Mimi, a beautifully written discussion. Hoping for better for you soon.

wow, brought tears to my eyes-because i know your pain, i identify with your feelings. I wish i was me again for my kids more than anything. thankyou for posting ps-your are a great mom!!

((((hugs)))) thinking of you. thank you for the encouragement! blessings~~

oh mimi, that was the saddest thing i have ever heard, but describes TN to a tee....... my life too has changed since TN, i have forgotten what its like to live normally.

my husband is wonderful, but he cant stop the pain, i dont think anyone can. i am going to have the operation,MVD it cant come soon enough for me..... but on the other hand i am scared, could it make my pain worse? surely not, how could it possibly be worse?

i am so sorry for all of us, dont know why it has happened, thank goodness for the site, its a great help. thank you for your letter, and thanks to everyone for caring. love to all. hope you have a pain free day anne

Mimi, I just read what Lori what said...and I agree. You sound like an awesome Mom. Your daughter is very blessed to have you...TN and all.

I think you just described everything I've been feeling, although I've only been going through this a short time it's already started to completely turn my life around, and I try to talk to people but most just think i'm overreacting. It's hard. But so far I'm just trying to enjoy my good days and get through the bad as best as I can.


It sounds like you've been really suffering, not just physically but emotionally and I'm so sorry for that. I'm so sorry for everyone who suffers with this. You sound like you have a wonderful and loving family. I'm glad you have some support. And I hope you can one day feel like yourself again. Just like I hope for myself and everyone else. Thank you for posting this.
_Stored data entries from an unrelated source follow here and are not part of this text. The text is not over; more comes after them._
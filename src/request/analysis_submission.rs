use super::analysis_mode::{AnalysisMode, RequestedMode};
use crate::{codec, response::Analysis, Endpoint, ValidationError};
use serde::{ser::SerializeMap, Deserialize, Serialize, Serializer};
use serde_json::{json, Map, Value};
use serde_with::{serde_as, DisplayFromStr};
use std::{collections::BTreeMap, str::FromStr};

/// A single entry of the `sources` mapping.
///
/// Keys not known to the model are preserved as they are.
#[derive(Clone, Debug, Default, PartialEq, Deserialize)]
pub struct SourceFile {
    #[serde(default)]
    pub source: Option<String>,
    #[serde(default)]
    pub ast: Option<Value>,
    #[serde(rename = "legacyAST", default)]
    pub legacy_ast: Option<Value>,
    /// Written after the typed fields. `source`, `ast` and `legacyAST` entries
    /// are never written from here; the typed fields own those keys.
    #[serde(flatten)]
    pub extra: Map<String, Value>,
}

const SOURCE_FILE_KEYS: [&str; 3] = ["source", "ast", "legacyAST"];

impl Serialize for SourceFile {
    fn serialize<S: Serializer>(&self, serializer: S) -> Result<S::Ok, S::Error> {
        let mut map = serializer.serialize_map(None)?;
        if let Some(source) = &self.source {
            map.serialize_entry("source", source)?;
        }
        if let Some(ast) = &self.ast {
            map.serialize_entry("ast", ast)?;
        }
        if let Some(legacy_ast) = &self.legacy_ast {
            map.serialize_entry("legacyAST", legacy_ast)?;
        }
        for (key, value) in &self.extra {
            if !SOURCE_FILE_KEYS.contains(&key.as_str()) {
                map.serialize_entry(key, value)?;
            }
        }
        map.end()
    }
}

impl SourceFile {
    pub fn from_source(source: impl Into<String>) -> Self {
        Self {
            source: Some(source.into()),
            ..Default::default()
        }
    }
}

/// A contract analysis job to be submitted to the API.
///
/// Construction never fails; the request is validated every time it is
/// turned into its wire form ([`to_dict`](Self::to_dict),
/// [`to_json`](Self::to_json), [`payload`](Endpoint::payload)).
#[serde_as]
#[derive(Clone, Debug, Default, PartialEq, Serialize, Deserialize)]
#[serde(rename_all = "camelCase")]
pub struct AnalysisSubmissionRequest {
    #[serde(default, skip_serializing_if = "Option::is_none")]
    contract_name: Option<String>,
    #[serde(default, skip_serializing_if = "Option::is_none")]
    bytecode: Option<String>,
    #[serde(default, skip_serializing_if = "Option::is_none")]
    main_source: Option<String>,
    #[serde(default, skip_serializing_if = "Option::is_none")]
    source_map: Option<String>,
    #[serde(default, skip_serializing_if = "Option::is_none")]
    deployed_bytecode: Option<String>,
    #[serde(default, skip_serializing_if = "Option::is_none")]
    deployed_source_map: Option<String>,
    #[serde(default, skip_serializing_if = "BTreeMap::is_empty")]
    sources: BTreeMap<String, SourceFile>,
    #[serde(rename = "version", default, skip_serializing_if = "Option::is_none")]
    solc_version: Option<String>,
    #[serde_as(as = "DisplayFromStr")]
    #[serde(default)]
    analysis_mode: RequestedMode,
}

impl AnalysisSubmissionRequest {
    pub fn new() -> Self {
        Self::default()
    }

    pub fn from_json(text: &str) -> Result<Self, ValidationError> {
        let request: Self = codec::from_json_str(text)?;
        request.validate()?;
        Ok(request)
    }

    pub fn from_dict(dict: Map<String, Value>) -> Result<Self, ValidationError> {
        let request: Self = codec::from_value(Value::Object(dict))?;
        request.validate()?;
        Ok(request)
    }

    pub fn to_dict(&self) -> Result<Map<String, Value>, ValidationError> {
        self.validate()?;
        codec::to_map(self)
    }

    pub fn to_json(&self) -> Result<String, ValidationError> {
        codec::to_json_string(&self.to_dict()?)
    }

    /// Checks the request invariants and returns the effective analysis mode.
    pub fn validate(&self) -> Result<AnalysisMode, ValidationError> {
        let mode = match &self.analysis_mode {
            RequestedMode::Known(mode) => *mode,
            RequestedMode::Unrecognized(value) => {
                tracing::debug!(mode = %value, "analysis submission rejected: unrecognized mode");
                return Err(ValidationError::InvalidAnalysisMode(value.clone()));
            }
        };

        let has_bytecode = self.bytecode.as_deref().is_some_and(|b| !b.is_empty());
        if !has_bytecode && self.sources.is_empty() {
            tracing::debug!("analysis submission rejected: neither bytecode nor sources are set");
            return Err(ValidationError::MissingInput);
        }

        Ok(mode)
    }
}

impl AnalysisSubmissionRequest {
    pub fn with_contract_name(mut self, value: impl Into<String>) -> Self {
        self.contract_name = Some(value.into());
        self
    }

    pub fn with_bytecode(mut self, value: impl Into<String>) -> Self {
        self.bytecode = Some(value.into());
        self
    }

    pub fn with_main_source(mut self, value: impl Into<String>) -> Self {
        self.main_source = Some(value.into());
        self
    }

    pub fn with_source_map(mut self, value: impl Into<String>) -> Self {
        self.source_map = Some(value.into());
        self
    }

    pub fn with_deployed_bytecode(mut self, value: impl Into<String>) -> Self {
        self.deployed_bytecode = Some(value.into());
        self
    }

    pub fn with_deployed_source_map(mut self, value: impl Into<String>) -> Self {
        self.deployed_source_map = Some(value.into());
        self
    }

    pub fn with_sources(mut self, sources: BTreeMap<String, SourceFile>) -> Self {
        self.sources = sources;
        self
    }

    pub fn with_source(mut self, key: impl Into<String>, file: SourceFile) -> Self {
        self.sources.insert(key.into(), file);
        self
    }

    pub fn with_solc_version(mut self, value: impl Into<String>) -> Self {
        self.solc_version = Some(value.into());
        self
    }

    /// Any value is accepted here; unrecognized ones fail on validation.
    pub fn with_analysis_mode(mut self, value: impl AsRef<str>) -> Self {
        self.set_analysis_mode(value);
        self
    }

    pub fn set_analysis_mode(&mut self, value: impl AsRef<str>) {
        self.analysis_mode = match RequestedMode::from_str(value.as_ref()) {
            Ok(mode) => mode,
            Err(infallible) => match infallible {},
        };
    }
}

impl AnalysisSubmissionRequest {
    pub fn contract_name(&self) -> Option<&str> {
        self.contract_name.as_deref()
    }

    pub fn bytecode(&self) -> Option<&str> {
        self.bytecode.as_deref()
    }

    pub fn main_source(&self) -> Option<&str> {
        self.main_source.as_deref()
    }

    pub fn source_map(&self) -> Option<&str> {
        self.source_map.as_deref()
    }

    pub fn deployed_bytecode(&self) -> Option<&str> {
        self.deployed_bytecode.as_deref()
    }

    pub fn deployed_source_map(&self) -> Option<&str> {
        self.deployed_source_map.as_deref()
    }

    pub fn sources(&self) -> &BTreeMap<String, SourceFile> {
        &self.sources
    }

    pub fn sources_mut(&mut self) -> &mut BTreeMap<String, SourceFile> {
        &mut self.sources
    }

    pub fn solc_version(&self) -> Option<&str> {
        self.solc_version.as_deref()
    }

    /// The mode as it will be sent: `quick` when not set, `standard` for legacy `full`.
    pub fn analysis_mode(&self) -> &str {
        self.analysis_mode.as_str()
    }
}

impl Endpoint for AnalysisSubmissionRequest {
    type Response = Analysis;

    fn method(&self) -> reqwest::Method {
        reqwest::Method::POST
    }

    fn path(&self) -> String {
        "v1/analyses".to_string()
    }

    fn payload(&self) -> Result<Option<Value>, ValidationError> {
        Ok(Some(json!({ "data": self.to_dict()? })))
    }
}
Thanks everyone for your replies to my post, I wasn’t expecting any when I wrote it, I guess I just needed to put words down…
I do very much appreciate the validation, it’s not just me feeling this way.

I knew that, I guess it just helps to hear it.
I’m ok, and I will be ok.
But part of having TN and other chronic pain/ disease etc is acknowledging the bad days, working through or with them and enjoying the good days, moments as they come.

I hope we all get more good in the days ahead!
((hugs)) Mimi

Mimi,

Your powerful words capture what we all feel and the guilt of putting our children through this. I have watched our boys grow up so much this past year and am so proud of them but also feel sad that they may have lost some of their carefree childhood.

Thank you for capturing our thoughts so powerfully,

Jonathah

Oh girl...you hit the nail on the head! Great writing; I understand EXACTLY. I appreciate you and appreciate how you so eloquently wrote how we all feel. Wouldn't it be so nice to be the person we were??? I remember that person also and wonder "why" too - but I also thank the Lord that I am STILL here, regardless of this infernal disorder. We all feel like 'skipping out of this world' a few times...but...we ARE still here for a reason. - hoping and praying you (and all of us) have better days...God bless you!

Mimi,
I was browsing this site and searching for a way to prevent myself from becoming totally isolated and your post is the reason why I joined. So thank you for putting into words what no one around me understands. And thank you for allowing me to read your personal feelings. I feel very blessed to be a part of this community.